Work item: Every line of the listing below should be written out exactly.
● ● ● ● ●
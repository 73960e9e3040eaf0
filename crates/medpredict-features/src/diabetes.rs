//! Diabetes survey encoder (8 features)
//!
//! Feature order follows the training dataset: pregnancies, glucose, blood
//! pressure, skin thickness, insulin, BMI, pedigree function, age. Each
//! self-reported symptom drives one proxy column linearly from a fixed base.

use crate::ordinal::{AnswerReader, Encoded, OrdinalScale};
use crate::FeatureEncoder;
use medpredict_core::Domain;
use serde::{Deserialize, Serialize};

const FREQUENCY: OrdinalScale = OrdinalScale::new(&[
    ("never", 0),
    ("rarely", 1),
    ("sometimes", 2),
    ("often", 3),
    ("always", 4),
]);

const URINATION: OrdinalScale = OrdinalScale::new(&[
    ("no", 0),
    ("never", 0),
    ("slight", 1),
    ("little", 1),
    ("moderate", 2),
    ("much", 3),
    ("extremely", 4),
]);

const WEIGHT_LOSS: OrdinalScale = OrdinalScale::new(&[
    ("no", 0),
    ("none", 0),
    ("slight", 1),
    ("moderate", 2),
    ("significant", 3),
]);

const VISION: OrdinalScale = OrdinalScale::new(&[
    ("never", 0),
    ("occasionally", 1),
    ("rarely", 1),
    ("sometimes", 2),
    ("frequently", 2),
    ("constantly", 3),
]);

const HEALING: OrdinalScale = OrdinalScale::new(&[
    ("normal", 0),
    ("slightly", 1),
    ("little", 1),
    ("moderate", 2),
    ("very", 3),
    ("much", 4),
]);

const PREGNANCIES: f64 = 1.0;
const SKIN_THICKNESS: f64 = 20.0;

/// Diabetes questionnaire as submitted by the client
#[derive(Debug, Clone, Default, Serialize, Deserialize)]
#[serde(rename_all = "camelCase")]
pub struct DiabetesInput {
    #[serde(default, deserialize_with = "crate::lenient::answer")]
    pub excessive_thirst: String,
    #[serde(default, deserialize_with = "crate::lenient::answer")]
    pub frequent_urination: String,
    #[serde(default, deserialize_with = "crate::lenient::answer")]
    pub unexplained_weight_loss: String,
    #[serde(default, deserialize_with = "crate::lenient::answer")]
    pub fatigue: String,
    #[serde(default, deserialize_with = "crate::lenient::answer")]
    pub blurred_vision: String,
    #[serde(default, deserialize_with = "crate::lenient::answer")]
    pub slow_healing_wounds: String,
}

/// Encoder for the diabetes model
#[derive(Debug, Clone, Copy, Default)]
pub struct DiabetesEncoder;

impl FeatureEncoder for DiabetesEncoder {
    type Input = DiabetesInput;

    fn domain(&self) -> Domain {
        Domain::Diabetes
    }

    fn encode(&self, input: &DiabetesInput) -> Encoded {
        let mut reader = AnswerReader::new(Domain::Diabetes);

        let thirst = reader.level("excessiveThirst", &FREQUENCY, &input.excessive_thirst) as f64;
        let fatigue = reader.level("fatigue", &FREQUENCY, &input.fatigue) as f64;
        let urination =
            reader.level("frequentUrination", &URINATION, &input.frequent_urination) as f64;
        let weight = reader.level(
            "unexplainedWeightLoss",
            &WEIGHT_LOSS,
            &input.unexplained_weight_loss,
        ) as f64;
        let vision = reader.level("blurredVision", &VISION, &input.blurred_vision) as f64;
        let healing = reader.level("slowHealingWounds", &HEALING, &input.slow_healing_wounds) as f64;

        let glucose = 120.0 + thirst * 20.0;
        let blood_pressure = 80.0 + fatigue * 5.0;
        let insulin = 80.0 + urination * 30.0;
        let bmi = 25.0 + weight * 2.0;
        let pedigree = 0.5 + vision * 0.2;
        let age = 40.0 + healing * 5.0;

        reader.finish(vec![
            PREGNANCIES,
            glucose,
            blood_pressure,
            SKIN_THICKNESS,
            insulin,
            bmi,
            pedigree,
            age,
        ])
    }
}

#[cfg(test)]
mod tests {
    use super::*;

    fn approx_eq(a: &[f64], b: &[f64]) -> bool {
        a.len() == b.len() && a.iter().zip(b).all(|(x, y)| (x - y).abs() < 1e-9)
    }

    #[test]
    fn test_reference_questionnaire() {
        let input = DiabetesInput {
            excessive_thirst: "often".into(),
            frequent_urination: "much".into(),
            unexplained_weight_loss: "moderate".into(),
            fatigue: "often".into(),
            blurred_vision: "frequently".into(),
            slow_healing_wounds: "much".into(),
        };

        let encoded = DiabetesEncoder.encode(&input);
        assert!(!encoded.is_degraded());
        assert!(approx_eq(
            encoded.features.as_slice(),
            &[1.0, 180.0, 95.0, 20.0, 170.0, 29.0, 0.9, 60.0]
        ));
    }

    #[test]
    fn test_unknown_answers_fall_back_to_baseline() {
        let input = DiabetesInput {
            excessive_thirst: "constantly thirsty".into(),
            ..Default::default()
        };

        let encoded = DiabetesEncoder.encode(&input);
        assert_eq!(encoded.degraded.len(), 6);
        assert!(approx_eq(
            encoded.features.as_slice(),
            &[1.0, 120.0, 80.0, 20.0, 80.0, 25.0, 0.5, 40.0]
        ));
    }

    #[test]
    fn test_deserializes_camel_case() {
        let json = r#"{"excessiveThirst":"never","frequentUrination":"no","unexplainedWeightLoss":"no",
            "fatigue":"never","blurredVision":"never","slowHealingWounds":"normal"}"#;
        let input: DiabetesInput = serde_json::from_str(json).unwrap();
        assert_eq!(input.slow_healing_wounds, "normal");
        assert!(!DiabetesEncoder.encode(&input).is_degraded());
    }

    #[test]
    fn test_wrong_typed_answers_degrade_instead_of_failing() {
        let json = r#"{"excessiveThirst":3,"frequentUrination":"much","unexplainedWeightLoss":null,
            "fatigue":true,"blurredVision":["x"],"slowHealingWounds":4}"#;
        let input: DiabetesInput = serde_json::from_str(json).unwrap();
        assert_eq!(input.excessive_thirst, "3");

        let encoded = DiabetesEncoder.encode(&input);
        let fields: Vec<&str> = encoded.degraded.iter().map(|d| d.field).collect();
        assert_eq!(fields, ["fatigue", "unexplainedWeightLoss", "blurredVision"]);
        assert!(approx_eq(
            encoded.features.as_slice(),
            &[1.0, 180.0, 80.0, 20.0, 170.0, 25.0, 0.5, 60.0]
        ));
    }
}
● ● ● ● ●
Exercise response:
repository 73960e9e3040eaf0
filename crates/medpredict-features/src/diabetes.rs
//! Diabetes survey encoder (8 features)
//!
//! Feature order follows the training dataset: pregnancies, glucose, blood
//! pressure, skin thickness, insulin, BMI, pedigree function, age. Each
//! self-reported symptom drives one proxy column linearly from a fixed base.

use crate::ordinal::{AnswerReader, Encoded, OrdinalScale};
use crate::FeatureEncoder;
use medpredict_core::Domain;
use serde::{Deserialize, Serialize};

const FREQUENCY: OrdinalScale = OrdinalScale::new(&[
    ("never", 0),
    ("rarely", 1),
    ("sometimes", 2),
    ("often", 3),
    ("always", 4),
]);

const URINATION: OrdinalScale = OrdinalScale::new(&[
    ("no", 0),
    ("never", 0),
    ("slight", 1),
    ("little", 1),
    ("moderate", 2),
    ("much", 3),
    ("extremely", 4),
]);

const WEIGHT_LOSS: OrdinalScale = OrdinalScale::new(&[
    ("no", 0),
    ("none", 0),
    ("slight", 1),
    ("moderate", 2),
    ("significant", 3),
]);

const VISION: OrdinalScale = OrdinalScale::new(&[
    ("never", 0),
    ("occasionally", 1),
    ("rarely", 1),
    ("sometimes", 2),
    ("frequently", 2),
    ("constantly", 3),
]);

const HEALING: OrdinalScale = OrdinalScale::new(&[
    ("normal", 0),
    ("slightly", 1),
    ("little", 1),
    ("moderate", 2),
    ("very", 3),
    ("much", 4),
]);

const PREGNANCIES: f64 = 1.0;
const SKIN_THICKNESS: f64 = 20.0;

/// Diabetes questionnaire as submitted by the client
#[derive(Debug, Clone, Default, Serialize, Deserialize)]
#[serde(rename_all = "camelCase")]
pub struct DiabetesInput {
    #[serde(default, deserialize_with = "crate::lenient::answer")]
    pub excessive_thirst: String,
    #[serde(default, deserialize_with = "crate::lenient::answer")]
    pub frequent_urination: String,
    #[serde(default, deserialize_with = "crate::lenient::answer")]
    pub unexplained_weight_loss: String,
    #[serde(default, deserialize_with = "crate::lenient::answer")]
    pub fatigue: String,
    #[serde(default, deserialize_with = "crate::lenient::answer")]
    pub blurred_vision: String,
    #[serde(default, deserialize_with = "crate::lenient::answer")]
    pub slow_healing_wounds: String,
}

/// Encoder for the diabetes model
#[derive(Debug, Clone, Copy, Default)]
pub struct DiabetesEncoder;

impl FeatureEncoder for DiabetesEncoder {
    type Input = DiabetesInput;

    fn domain(&self) -> Domain {
        Domain::Diabetes
    }

    fn encode(&self, input: &DiabetesInput) -> Encoded {
        let mut reader = AnswerReader::new(Domain::Diabetes);

        let thirst = reader.level("excessiveThirst", &FREQUENCY, &input.excessive_thirst) as f64;
        let fatigue = reader.level("fatigue", &FREQUENCY, &input.fatigue) as f64;
        let urination =
            reader.level("frequentUrination", &URINATION, &input.frequent_urination) as f64;
        let weight = reader.level(
            "unexplainedWeightLoss",
            &WEIGHT_LOSS,
            &input.unexplained_weight_loss,
        ) as f64;
        let vision = reader.level("blurredVision", &VISION, &input.blurred_vision) as f64;
        let healing = reader.level("slowHealingWounds", &HEALING, &input.slow_healing_wounds) as f64;

        let glucose = 120.0 + thirst * 20.0;
        let blood_pressure = 80.0 + fatigue * 5.0;
        let insulin = 80.0 + urination * 30.0;
        let bmi = 25.0 + weight * 2.0;
        let pedigree = 0.5 + vision * 0.2;
        let age = 40.0 + healing * 5.0;

        reader.finish(vec![
            PREGNANCIES,
            glucose,
            blood_pressure,
            SKIN_THICKNESS,
            insulin,
            bmi,
            pedigree,
            age,
        ])
    }
}

#[cfg(test)]
mod tests {
    use super::*;

    fn approx_eq(a: &[f64], b: &[f64]) -> bool {
        a.len() == b.len() && a.iter().zip(b).all(|(x, y)| (x - y).abs() < 1e-9)
    }

    #[test]
    fn test_reference_questionnaire() {
        let input = DiabetesInput {
            excessive_thirst: "often".into(),
            frequent_urination: "much".into(),
            unexplained_weight_loss: "moderate".into(),
            fatigue: "often".into(),
            blurred_vision: "frequently".into(),
            slow_healing_wounds: "much".into(),
        };

        let encoded = DiabetesEncoder.encode(&input);
        assert!(!encoded.is_degraded());
        assert!(approx_eq(
            encoded.features.as_slice(),
            &[1.0, 180.0, 95.0, 20.0, 170.0, 29.0, 0.9, 60.0]
        ));
    }

    #[test]
    fn test_unknown_answers_fall_back_to_baseline() {
        let input = DiabetesInput {
            excessive_thirst: "constantly thirsty".into(),
            ..Default::default()
        };

        let encoded = DiabetesEncoder.encode(&input);
        assert_eq!(encoded.degraded.len(), 6);
        assert!(approx_eq(
            encoded.features.as_slice(),
            &[1.0, 120.0, 80.0, 20.0, 80.0, 25.0, 0.5, 40.0]
        ));
    }

    #[test]
    fn test_deserializes_camel_case() {
        let json = r#"{"excessiveThirst":"never","frequentUrination":"no","unexplainedWeightLoss":"no",
            "fatigue":"never","blurredVision":"never","slowHealingWounds":"normal"}"#;
        let input: DiabetesInput = serde_json::from_str(json).unwrap();
        assert_eq!(input.slow_healing_wounds, "normal");
        assert!(!DiabetesEncoder.encode(&input).is_degraded());
    }

    #[test]
    fn test_wrong_typed_answers_degrade_instead_of_failing() {
        let json = r#"{"excessiveThirst":3,"frequentUrination":"much","unexplainedWeightLoss":null,
            "fatigue":true,"blurredVision":["x"],"slowHealingWounds":4}"#;
        let input: DiabetesInput = serde_json::from_str(json).unwrap();
        assert_eq!(input.excessive_thirst, "3");

        let encoded = DiabetesEncoder.encode(&input);
        let fields: Vec<&str> = encoded.degraded.iter().map(|d| d.field).collect();
        assert_eq!(fields, ["fatigue", "unexplainedWeightLoss", "blurredVision"]);
        assert!(approx_eq(
            encoded.features.as_slice(),
            &[1.0, 180.0, 80.0, 20.0, 170.0, 25.0, 0.5, 60.0]
        ));
    }
}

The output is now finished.